▶ Work instruction
Among the lines below, copy each one in which "your" appears.

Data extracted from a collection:

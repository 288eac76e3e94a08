//! Strongly-typed identifier value objects.

use serde::{Deserialize, Serialize};
use std::fmt;
use std::str::FromStr;
use uuid::Uuid;

use super::ValidationError;

/// Unique identifier for a seat membership.
#[derive(Debug, Clone, Copy, PartialEq, Eq, Hash, Serialize, Deserialize)]
#[serde(transparent)]
pub struct MembershipId(Uuid);

impl MembershipId {
    /// Creates a new random MembershipId.
    pub fn new() -> Self {
        Self(Uuid::new_v4())
    }

    /// Creates a MembershipId from an existing UUID.
    pub fn from_uuid(uuid: Uuid) -> Self {
        Self(uuid)
    }

    /// Returns the inner UUID.
    pub fn as_uuid(&self) -> &Uuid {
        &self.0
    }
}

impl Default for MembershipId {
    fn default() -> Self {
        Self::new()
    }
}

impl fmt::Display for MembershipId {
    fn fmt(&self, f: &mut fmt::Formatter<'_>) -> fmt::Result {
        write!(f, "{}", self.0)
    }
}

impl FromStr for MembershipId {
    type Err = uuid::Error;

    fn from_str(s: &str) -> Result<Self, Self::Err> {
        Ok(Self(Uuid::parse_str(s)?))
    }
}

/// Number of a physical seat in the hall.
///
/// Seats are numbered from 1; zero is rejected.
#[derive(Debug, Clone, Copy, PartialEq, Eq, Hash, PartialOrd, Ord, Serialize, Deserialize)]
#[serde(try_from = "u32", into = "u32")]
pub struct SeatNumber(u32);

impl SeatNumber {
    /// Creates a seat number, returning error for zero.
    pub fn new(number: u32) -> Result<Self, ValidationError> {
        if number == 0 {
            return Err(ValidationError::out_of_range(
                "seat_number",
                1,
                i32::MAX,
                0,
            ));
        }
        Ok(Self(number))
    }

    /// Returns the raw seat number.
    pub fn value(&self) -> u32 {
        self.0
    }
}

impl TryFrom<u32> for SeatNumber {
    type Error = ValidationError;

    fn try_from(value: u32) -> Result<Self, Self::Error> {
        Self::new(value)
    }
}

impl From<SeatNumber> for u32 {
    fn from(seat: SeatNumber) -> Self {
        seat.0
    }
}

impl fmt::Display for SeatNumber {
    fn fmt(&self, f: &mut fmt::Formatter<'_>) -> fmt::Result {
        write!(f, "{}", self.0)
    }
}
//! Seat coordination errors.

use thiserror::Error;

use crate::domain::foundation::{DomainError, ErrorCode, SeatNumber};

/// Infrastructure-level failures of a seat operation.
///
/// Conflicts are not errors; they come back as
/// [`ReservationOutcome::Conflict`](super::ReservationOutcome::Conflict).
#[derive(Debug, Clone, Error)]
pub enum SeatError {
    #[error("Seat {0} does not exist")]
    NotFound(SeatNumber),

    #[error("Seat store failure: {0}")]
    Store(#[from] DomainError),
}

impl SeatError {
    pub fn code(&self) -> ErrorCode {
        match self {
            SeatError::NotFound(_) => ErrorCode::SeatNotFound,
            SeatError::Store(err) => err.code,
        }
    }
}
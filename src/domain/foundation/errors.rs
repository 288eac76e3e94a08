//! Error types for the domain layer.

use std::collections::HashMap;
use std::error::Error;
use std::fmt;
use thiserror::Error;

/// Errors that occur during value object construction.
#[derive(Debug, Clone, PartialEq, Eq, Error)]
pub enum ValidationError {
    #[error("Field '{field}' cannot be empty")]
    EmptyField { field: String },

    #[error("Field '{field}' must be between {min} and {max}, got {actual}")]
    OutOfRange {
        field: String,
        min: i64,
        max: i64,
        actual: i64,
    },

    #[error("Field '{field}' has invalid format: {reason}")]
    InvalidFormat { field: String, reason: String },

    #[error("No price configured for slot '{slot}'")]
    UnknownSlot { slot: String },
}

impl ValidationError {
    /// Creates an empty field validation error.
    pub fn empty_field(field: impl Into<String>) -> Self {
        ValidationError::EmptyField { field: field.into() }
    }

    /// Creates an out of range validation error.
    pub fn out_of_range(
        field: impl Into<String>,
        min: impl Into<i64>,
        max: impl Into<i64>,
        actual: impl Into<i64>,
    ) -> Self {
        ValidationError::OutOfRange {
            field: field.into(),
            min: min.into(),
            max: max.into(),
            actual: actual.into(),
        }
    }

    /// Creates an invalid format validation error.
    pub fn invalid_format(field: impl Into<String>, reason: impl Into<String>) -> Self {
        ValidationError::InvalidFormat {
            field: field.into(),
            reason: reason.into(),
        }
    }

    /// Creates an unknown slot validation error.
    pub fn unknown_slot(slot: impl Into<String>) -> Self {
        ValidationError::UnknownSlot { slot: slot.into() }
    }
}

/// Error codes organized by category.
#[derive(Debug, Clone, Copy, PartialEq, Eq, Hash)]
pub enum ErrorCode {
    // Validation errors
    ValidationFailed,

    // Not found errors
    MembershipNotFound,
    SeatNotFound,

    // State errors
    InvalidStateTransition,
    SeatUnavailable,

    // Infrastructure errors
    StoreUnavailable,
    NotificationFailed,
    InternalError,
}

impl fmt::Display for ErrorCode {
    fn fmt(&self, f: &mut fmt::Formatter<'_>) -> fmt::Result {
        let s = match self {
            ErrorCode::ValidationFailed => "VALIDATION_FAILED",
            ErrorCode::MembershipNotFound => "MEMBERSHIP_NOT_FOUND",
            ErrorCode::SeatNotFound => "SEAT_NOT_FOUND",
            ErrorCode::InvalidStateTransition => "INVALID_STATE_TRANSITION",
            ErrorCode::SeatUnavailable => "SEAT_UNAVAILABLE",
            ErrorCode::StoreUnavailable => "STORE_UNAVAILABLE",
            ErrorCode::NotificationFailed => "NOTIFICATION_FAILED",
            ErrorCode::InternalError => "INTERNAL_ERROR",
        };
        write!(f, "{}", s)
    }
}

/// Standard domain error with code, message, and optional details.
#[derive(Debug, Clone)]
pub struct DomainError {
    pub code: ErrorCode,
    pub message: String,
    pub details: HashMap<String, String>,
}

impl DomainError {
    /// Creates a new domain error.
    pub fn new(code: ErrorCode, message: impl Into<String>) -> Self {
        Self {
            code,
            message: message.into(),
            details: HashMap::new(),
        }
    }

    /// Creates a validation error for a specific field.
    pub fn validation(field: impl Into<String>, message: impl Into<String>) -> Self {
        Self::new(ErrorCode::ValidationFailed, message).with_detail("field", field.into())
    }

    /// Creates a store failure error.
    pub fn store(message: impl Into<String>) -> Self {
        Self::new(ErrorCode::StoreUnavailable, message)
    }

    /// Adds a detail to the error.
    pub fn with_detail(mut self, key: impl Into<String>, value: impl Into<String>) -> Self {
        self.details.insert(key.into(), value.into());
        self
    }
}

impl fmt::Display for DomainError {
    fn fmt(&self, f: &mut fmt::Formatter<'_>) -> fmt::Result {
        write!(f, "[{}] {}", self.code, self.message)
    }
}

impl Error for DomainError {}

impl From<ValidationError> for DomainError {
    fn from(err: ValidationError) -> Self {
        DomainError::new(ErrorCode::ValidationFailed, err.to_string())
    }
}

#[cfg(test)]
mod tests {
    use super::*;

    #[test]
    fn validation_error_empty_field_displays_correctly() {
        let err = ValidationError::empty_field("name");
        assert_eq!(format!("{}", err), "Field 'name' cannot be empty");
    }

    #[test]
    fn validation_error_out_of_range_displays_correctly() {
        let err = ValidationError::out_of_range("amount", 0, i64::MAX, -5);
        assert_eq!(
            format!("{}", err),
            format!("Field 'amount' must be between 0 and {}, got -5", i64::MAX)
        );
    }

    #[test]
    fn validation_error_unknown_slot_displays_correctly() {
        let err = ValidationError::unknown_slot("Night");
        assert_eq!(format!("{}", err), "No price configured for slot 'Night'");
    }

    #[test]
    fn domain_error_displays_code_and_message() {
        let err = DomainError::new(ErrorCode::SeatNotFound, "Seat 9 not found");
        assert_eq!(format!("{}", err), "[SEAT_NOT_FOUND] Seat 9 not found");
    }

    #[test]
    fn domain_error_with_detail_adds_detail() {
        let err = DomainError::validation("slot", "Unknown slot").with_detail("value", "Night");

        assert_eq!(err.code, ErrorCode::ValidationFailed);
        assert_eq!(err.details.get("field"), Some(&"slot".to_string()));
        assert_eq!(err.details.get("value"), Some(&"Night".to_string()));
    }

    #[test]
    fn validation_error_converts_to_domain_error() {
        let err: DomainError = ValidationError::empty_field("name").into();
        assert_eq!(err.code, ErrorCode::ValidationFailed);
    }
}
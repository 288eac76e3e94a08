//! Reconciliation scheduler configuration

use chrono::NaiveTime;
use serde::Deserialize;
use std::time::Duration;

use super::error::ValidationError;
use crate::application::reconciliation::SchedulerConfig;

/// Largest UTC offset in use anywhere (UTC+14).
const MAX_OFFSET_MINUTES: i32 = 14 * 60;

/// Scheduler timing and notice windows
#[derive(Debug, Clone, Deserialize)]
pub struct SchedulerSettings {
    /// Local time of the daily tick, `HH:MM`
    #[serde(default = "default_daily_at")]
    pub daily_at: String,

    /// Offset from UTC that defines the local day
    #[serde(default)]
    pub utc_offset_minutes: i32,

    /// Backup tick period in seconds
    #[serde(default = "default_backup_interval")]
    pub backup_interval_secs: u64,

    /// Days before the due date a reminder goes out
    #[serde(default = "default_reminder_days")]
    pub reminder_days: i64,

    /// Days past the due date before the seat is reclaimed
    #[serde(default = "default_grace_days")]
    pub termination_grace_days: i64,
}

impl SchedulerSettings {
    /// Parsed daily run time.
    pub fn daily_time(&self) -> Result<NaiveTime, ValidationError> {
        NaiveTime::parse_from_str(self.daily_at.trim(), "%H:%M")
            .map_err(|_| ValidationError::InvalidDailyTime(self.daily_at.clone()))
    }

    /// Validate scheduler configuration
    pub fn validate(&self) -> Result<(), ValidationError> {
        self.daily_time()?;
        if self.utc_offset_minutes.abs() > MAX_OFFSET_MINUTES {
            return Err(ValidationError::InvalidUtcOffset);
        }
        if self.backup_interval_secs == 0 {
            return Err(ValidationError::InvalidInterval("backup_interval_secs"));
        }
        if self.reminder_days < 1 {
            return Err(ValidationError::InvalidWindow("reminder_days"));
        }
        if self.termination_grace_days < 1 {
            return Err(ValidationError::InvalidWindow("termination_grace_days"));
        }
        Ok(())
    }

    /// Build the runtime scheduler config.
    pub fn to_scheduler_config(&self) -> Result<SchedulerConfig, ValidationError> {
        Ok(SchedulerConfig::default()
            .with_daily_at(self.daily_time()?)
            .with_utc_offset_minutes(self.utc_offset_minutes)
            .with_backup_interval(Duration::from_secs(self.backup_interval_secs))
            .with_reminder_days(self.reminder_days)
            .with_termination_grace_days(self.termination_grace_days))
    }
}

impl Default for SchedulerSettings {
    fn default() -> Self {
        Self {
            daily_at: default_daily_at(),
            utc_offset_minutes: 0,
            backup_interval_secs: default_backup_interval(),
            reminder_days: default_reminder_days(),
            termination_grace_days: default_grace_days(),
        }
    }
}

fn default_daily_at() -> String {
    "09:00".to_string()
}

fn default_backup_interval() -> u64 {
    4 * 60 * 60
}

fn default_reminder_days() -> i64 {
    3
}

fn default_grace_days() -> i64 {
    3
}
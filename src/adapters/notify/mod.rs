//! Notifier adapters.
//!
//! - `ResendEmailNotifier` - e-mail through the Resend API
//! - `ChatWebhookNotifier` - operator chat channel
//! - `FanoutNotifier` - broadcasts to any combination of the above

mod chat_webhook;
mod fanout;
mod resend;

pub use chat_webhook::{ChatWebhookConfig, ChatWebhookNotifier};
pub use fanout::FanoutNotifier;
pub use resend::{ResendConfig, ResendEmailNotifier};
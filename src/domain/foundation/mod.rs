//! Foundation module - Shared domain primitives.
//!
//! Contains value objects, identifiers, and error types that form the
//! vocabulary of the study hall domain.

mod amount;
mod errors;
mod ids;
mod slot;
mod state_machine;
mod timestamp;

pub use amount::Amount;
pub use errors::{DomainError, ErrorCode, ValidationError};
pub use ids::{MembershipId, SeatNumber};
pub use slot::Slot;
pub use state_machine::StateMachine;
pub use timestamp::Timestamp;
//! Application configuration module
//!
//! Type-safe configuration loading using the `config` and `dotenvy` crates.
//! Sources, lowest precedence first:
//!
//! 1. Built-in defaults on every section
//! 2. An optional `study-hall.{toml,yaml,json}` file in the working directory
//! 3. Environment variables with the `STUDY_HALL` prefix
//!
//! # Example
//!
//! ```no_run
//! use study_hall::config::AppConfig;
//!
//! let config = AppConfig::load().expect("Failed to load configuration");
//! config.validate().expect("Invalid configuration");
//!
//! println!("Provisioning {} seats", config.seats.capacity);
//! ```

mod chat;
mod email;
mod error;
mod logging;
mod pricing;
mod scheduler;
mod seats;
mod templates;

pub use chat::ChatConfig;
pub use email::EmailConfig;
pub use error::{ConfigError, ValidationError};
pub use logging::{LogFormat, LoggingConfig};
pub use pricing::PricingConfig;
pub use scheduler::SchedulerSettings;
pub use seats::SeatsConfig;
pub use templates::TemplatesConfig;

use serde::Deserialize;

/// Base name of the optional configuration file.
const CONFIG_FILE: &str = "study-hall";

/// Root application configuration
///
/// Every section has defaults, so an empty environment yields a runnable
/// configuration with notifications disabled.
#[derive(Debug, Clone, Default, Deserialize)]
pub struct AppConfig {
    /// Daily tick timing and notice windows
    #[serde(default)]
    pub scheduler: SchedulerSettings,

    /// Seat capacity and claim locks
    #[serde(default)]
    pub seats: SeatsConfig,

    /// Slot prices
    #[serde(default)]
    pub pricing: PricingConfig,

    /// Email configuration (Resend)
    #[serde(default)]
    pub email: EmailConfig,

    /// Chat webhook configuration
    #[serde(default)]
    pub chat: ChatConfig,

    /// Notice wording overrides
    #[serde(default)]
    pub templates: TemplatesConfig,

    #[serde(default)]
    pub logging: LoggingConfig,
}

impl AppConfig {
    /// Load configuration from the config file and environment variables
    ///
    /// This function:
    /// 1. Loads `.env` file if present (for development)
    /// 2. Reads `study-hall.*` if present
    /// 3. Reads environment variables with `STUDY_HALL` prefix
    /// 4. Uses `__` (double underscore) to separate nested values
    ///
    /// # Environment Variable Format
    ///
    /// - `STUDY_HALL__SEATS__CAPACITY=60` -> `seats.capacity = 60`
    /// - `STUDY_HALL__SCHEDULER__DAILY_AT=08:30` -> `scheduler.daily_at = "08:30"`
    ///
    /// # Errors
    ///
    /// Returns `ConfigError` if values cannot be parsed into expected types.
    pub fn load() -> Result<Self, ConfigError> {
        // Load .env file if present (development)
        dotenvy::dotenv().ok();

        let config = config::Config::builder()
            .add_source(config::File::with_name(CONFIG_FILE).required(false))
            .add_source(
                config::Environment::default()
                    .prefix("STUDY_HALL")
                    .separator("__"),
            )
            .build()?
            .try_deserialize()?;

        Ok(config)
    }

    /// Validate all configuration values
    ///
    /// # Errors
    ///
    /// Returns `ValidationError` for the first invalid section.
    pub fn validate(&self) -> Result<(), ValidationError> {
        self.scheduler.validate()?;
        self.seats.validate()?;
        self.pricing.validate()?;
        self.email.validate()?;
        self.chat.validate()?;
        self.templates.validate()?;
        Ok(())
    }

    /// True when at least one notification channel is enabled.
    pub fn notifications_enabled(&self) -> bool {
        self.email.is_enabled() || self.chat.is_enabled()
    }
}
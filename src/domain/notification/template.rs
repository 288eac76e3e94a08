//! Message templates with `{{key}}` placeholders.

use serde::{Deserialize, Serialize};
use std::collections::HashMap;

use super::NotificationCategory;

/// Values substituted into a template.
#[derive(Debug, Clone, Default, PartialEq, Eq)]
pub struct TemplateContext {
    values: HashMap<String, String>,
}

impl TemplateContext {
    pub fn new() -> Self {
        Self::default()
    }

    /// Adds a value, replacing any previous one for `key`.
    pub fn with(mut self, key: impl Into<String>, value: impl ToString) -> Self {
        self.values.insert(key.into(), value.to_string());
        self
    }

    pub fn get(&self, key: &str) -> Option<&str> {
        self.values.get(key).map(String::as_str)
    }
}

/// Substitutes `{{key}}` placeholders from `context`.
///
/// Whitespace inside the braces is ignored. Placeholders with no value in
/// the context, and unterminated `{{`, are left verbatim.
pub fn render(template: &str, context: &TemplateContext) -> String {
    let mut out = String::with_capacity(template.len());
    let mut rest = template;

    while let Some(open) = rest.find("{{") {
        out.push_str(&rest[..open]);
        let after_open = &rest[open + 2..];

        let Some(close) = after_open.find("}}") else {
            out.push_str(&rest[open..]);
            return out;
        };

        let key = after_open[..close].trim();
        match context.get(key) {
            Some(value) => out.push_str(value),
            None => out.push_str(&rest[open..open + 2 + close + 2]),
        }
        rest = &after_open[close + 2..];
    }

    out.push_str(rest);
    out
}

/// Message templates per notification category.
#[derive(Debug, Clone, PartialEq, Eq, Serialize, Deserialize)]
#[serde(default)]
pub struct TemplateSet {
    pub reminder: String,
    pub due: String,
    pub overdue: String,
    pub payment: String,
    pub admin: String,
}

impl TemplateSet {
    /// Template for `category`.
    pub fn for_category(&self, category: NotificationCategory) -> &str {
        match category {
            NotificationCategory::Reminder => &self.reminder,
            NotificationCategory::Due => &self.due,
            NotificationCategory::Overdue => &self.overdue,
            NotificationCategory::Payment => &self.payment,
            NotificationCategory::Admin => &self.admin,
        }
    }

    /// Renders the template for `category`.
    pub fn render(&self, category: NotificationCategory, context: &TemplateContext) -> String {
        render(self.for_category(category), context)
    }
}

impl Default for TemplateSet {
    fn default() -> Self {
        Self {
            reminder: "Hi {{name}}, your fee for seat {{seatNumber}} ({{slot}}) is due on \
                       {{dueDate}}, {{daysLeft}} days from now. Amount: {{amount}}."
                .to_string(),
            due: "Hi {{name}}, your fee for seat {{seatNumber}} ({{slot}}) was due on \
                  {{dueDate}}. Amount: {{amount}}. Please renew to keep your seat."
                .to_string(),
            overdue: "Hi {{name}}, your fee due on {{dueDate}} was not paid. Seat \
                      {{seatNumber}} ({{slot}}) has been released."
                .to_string(),
            payment: "Hi {{name}}, we received {{amount}} for seat {{seatNumber}} \
                      ({{slot}}). Next due date: {{dueDate}}."
                .to_string(),
            admin: "{{summary}}".to_string(),
        }
    }
}

#[cfg(test)]
mod tests {
    use super::*;

    #[test]
    fn render_substitutes_known_keys() {
        let ctx = TemplateContext::new().with("name", "Asha").with("seatNumber", 5);
        assert_eq!(render("{{name}} sits at {{seatNumber}}", &ctx), "Asha sits at 5");
    }

    #[test]
    fn render_leaves_missing_keys_verbatim() {
        let ctx = TemplateContext::new().with("name", "Asha");
        assert_eq!(render("{{name}} owes {{amount}}", &ctx), "Asha owes {{amount}}");
    }

    #[test]
    fn render_ignores_whitespace_inside_braces() {
        let ctx = TemplateContext::new().with("slot", "Morning");
        assert_eq!(render("slot: {{ slot }}", &ctx), "slot: Morning");
    }

    #[test]
    fn render_keeps_unterminated_placeholder() {
        let ctx = TemplateContext::new().with("name", "Asha");
        assert_eq!(render("Hi {{name}} {{oops", &ctx), "Hi Asha {{oops");
    }

    #[test]
    fn render_does_not_rescan_substituted_values() {
        let ctx = TemplateContext::new()
            .with("name", "{{slot}}")
            .with("slot", "Morning");
        assert_eq!(render("{{name}}", &ctx), "{{slot}}");
    }

    #[test]
    fn default_templates_cover_every_category() {
        let templates = TemplateSet::default();
        for category in NotificationCategory::ALL {
            assert!(!templates.for_category(category).is_empty());
        }
    }

    #[test]
    fn partial_template_config_falls_back_to_defaults() {
        let templates: TemplateSet = serde_json::from_str(r#"{"reminder": "pay up"}"#).unwrap();
        assert_eq!(templates.reminder, "pay up");
        assert_eq!(templates.due, TemplateSet::default().due);
    }
}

▶ Response for this exercise
            reminder: "Hi {{name}}, your fee for seat {{seatNumber}} ({{slot}}) is due on \
            due: "Hi {{name}}, your fee for seat {{seatNumber}} ({{slot}}) was due on \
                  {{dueDate}}. Amount: {{amount}}. Please renew to keep your seat."
            overdue: "Hi {{name}}, your fee due on {{dueDate}} was not paid. Seat \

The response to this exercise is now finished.